**GIVEN DATA**:
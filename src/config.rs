//! Plot configuration.
//!
//! Every render call receives a `PlotConfig` explicitly; there is no
//! process-wide styling state. Configurations are usually loaded from a
//! TOML file where every key is optional:
//!
//! ```toml
//! dpi = 300
//! font_family = "Times New Roman"
//! output_dir = "plots"
//!
//! [fdc]
//! unit = "m³/s"
//! ```

use std::fs;
use std::path::{Path, PathBuf};

use serde::{Deserialize, Serialize};

use crate::model::{HydroError, UNIT_CONCENTRATION, UNIT_PRECIP, UNIT_STREAMFLOW};

/// Points per inch; font sizes are given in points and scaled by `dpi / 72`.
const POINTS_PER_INCH: f64 = 72.0;

const MAX_DPI: u32 = 2400;

// ---------------------------------------------------------------------------
// Configuration types
// ---------------------------------------------------------------------------

/// An RGB triple, `[r, g, b]` in TOML.
pub type Rgb = [u8; 3];

#[derive(Debug, Clone, PartialEq, Serialize, Deserialize)]
#[serde(default)]
pub struct PlotConfig {
    /// Output resolution in dots per inch.
    pub dpi: u32,
    pub font_family: String,
    /// Base font size in points.
    pub font_size_pt: f64,
    /// Directory charts are written to. Existing files are overwritten.
    pub output_dir: PathBuf,
    pub fdc: FdcConfig,
    pub boxplot: BoxplotConfig,
    pub hydrograph: HydrographConfig,
}

#[derive(Debug, Clone, PartialEq, Serialize, Deserialize)]
#[serde(default)]
pub struct FdcConfig {
    pub width_in: f64,
    pub height_in: f64,
    pub unit: String,
    pub line_color: Rgb,
    /// Draw light gray separators between flow regime zones.
    pub show_regimes: bool,
}

#[derive(Debug, Clone, PartialEq, Serialize, Deserialize)]
#[serde(default)]
pub struct BoxplotConfig {
    pub width_in: f64,
    pub height_in: f64,
    pub unit: String,
    pub box_color: Rgb,
    pub median_color: Rgb,
}

#[derive(Debug, Clone, PartialEq, Serialize, Deserialize)]
#[serde(default)]
pub struct HydrographConfig {
    pub width_in: f64,
    pub height_in: f64,
    pub unit: String,
    pub precip_unit: String,
    pub streamflow_column: String,
    pub precip_column: String,
    pub streamflow_color: Rgb,
    pub precip_color: Rgb,
}

impl Default for PlotConfig {
    fn default() -> Self {
        Self {
            dpi: 600,
            font_family: "serif".to_string(),
            font_size_pt: 10.0,
            output_dir: PathBuf::from("."),
            fdc: FdcConfig::default(),
            boxplot: BoxplotConfig::default(),
            hydrograph: HydrographConfig::default(),
        }
    }
}

impl Default for FdcConfig {
    fn default() -> Self {
        Self {
            width_in: 5.0,
            height_in: 3.0,
            unit: UNIT_STREAMFLOW.to_string(),
            line_color: [0, 0, 139], // darkblue
            show_regimes: true,
        }
    }
}

impl Default for BoxplotConfig {
    fn default() -> Self {
        Self {
            width_in: 5.0,
            height_in: 3.0,
            unit: UNIT_CONCENTRATION.to_string(),
            box_color: [31, 119, 180],
            median_color: [255, 127, 14],
        }
    }
}

impl Default for HydrographConfig {
    fn default() -> Self {
        Self {
            width_in: 6.0,
            height_in: 5.0,
            unit: UNIT_STREAMFLOW.to_string(),
            precip_unit: UNIT_PRECIP.to_string(),
            streamflow_column: "streamflow".to_string(),
            precip_column: "precip".to_string(),
            streamflow_color: [0, 0, 139],   // darkblue
            precip_color: [135, 206, 235], // skyblue
        }
    }
}

// ---------------------------------------------------------------------------
// Derived sizes
// ---------------------------------------------------------------------------

impl PlotConfig {
    /// Pixel dimensions of a figure given in inches.
    pub fn pixels(&self, width_in: f64, height_in: f64) -> (u32, u32) {
        let dpi = self.dpi as f64;
        (
            (width_in * dpi).round() as u32,
            (height_in * dpi).round() as u32,
        )
    }

    /// Font size in pixels for a size given in points.
    pub fn font_px(&self, points: f64) -> f64 {
        points * self.dpi as f64 / POINTS_PER_INCH
    }

    /// Base font size in pixels.
    pub fn base_font_px(&self) -> f64 {
        self.font_px(self.font_size_pt)
    }

    /// Full path for an output file name.
    pub fn output_path(&self, file_name: &str) -> PathBuf {
        self.output_dir.join(file_name)
    }

    /// Rejects settings that cannot produce an image.
    pub fn validate(&self) -> Result<(), HydroError> {
        if self.dpi == 0 || self.dpi > MAX_DPI {
            return Err(HydroError::Config(format!(
                "dpi must be between 1 and {}, got {}",
                MAX_DPI, self.dpi
            )));
        }
        if !(self.font_size_pt > 0.0) {
            return Err(HydroError::Config(format!(
                "font_size_pt must be positive, got {}",
                self.font_size_pt
            )));
        }
        if self.font_family.trim().is_empty() {
            return Err(HydroError::Config("font_family must not be empty".to_string()));
        }
        let figures = [
            ("fdc", self.fdc.width_in, self.fdc.height_in),
            ("boxplot", self.boxplot.width_in, self.boxplot.height_in),
            ("hydrograph", self.hydrograph.width_in, self.hydrograph.height_in),
        ];
        for (name, width, height) in figures {
            if !(width > 0.0 && height > 0.0) {
                return Err(HydroError::Config(format!(
                    "{} figure size must be positive, got {}x{} in",
                    name, width, height
                )));
            }
        }
        Ok(())
    }
}

// ---------------------------------------------------------------------------
// Loading
// ---------------------------------------------------------------------------

/// Parses a configuration from TOML text and validates it.
pub fn parse_config(text: &str) -> Result<PlotConfig, HydroError> {
    let config: PlotConfig =
        toml::from_str(text).map_err(|e| HydroError::Config(e.to_string()))?;
    config.validate()?;
    Ok(config)
}

/// Loads a configuration file from disk.
pub fn load_config(path: impl AsRef<Path>) -> Result<PlotConfig, HydroError> {
    let path = path.as_ref();
    let text = fs::read_to_string(path).map_err(|e| {
        HydroError::Config(format!("failed to read {}: {}", path.display(), e))
    })?;
    parse_config(&text)
}

// ---------------------------------------------------------------------------
// Tests
// ---------------------------------------------------------------------------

**YOUR INSTRUCTIONS**:
From the records above, pull out every line containing the word "Result".

**OUTPUT BELOW**:
    pub fn validate(&self) -> Result<(), HydroError> {
pub fn parse_config(text: &str) -> Result<PlotConfig, HydroError> {
pub fn load_config(path: impl AsRef<Path>) -> Result<PlotConfig, HydroError> {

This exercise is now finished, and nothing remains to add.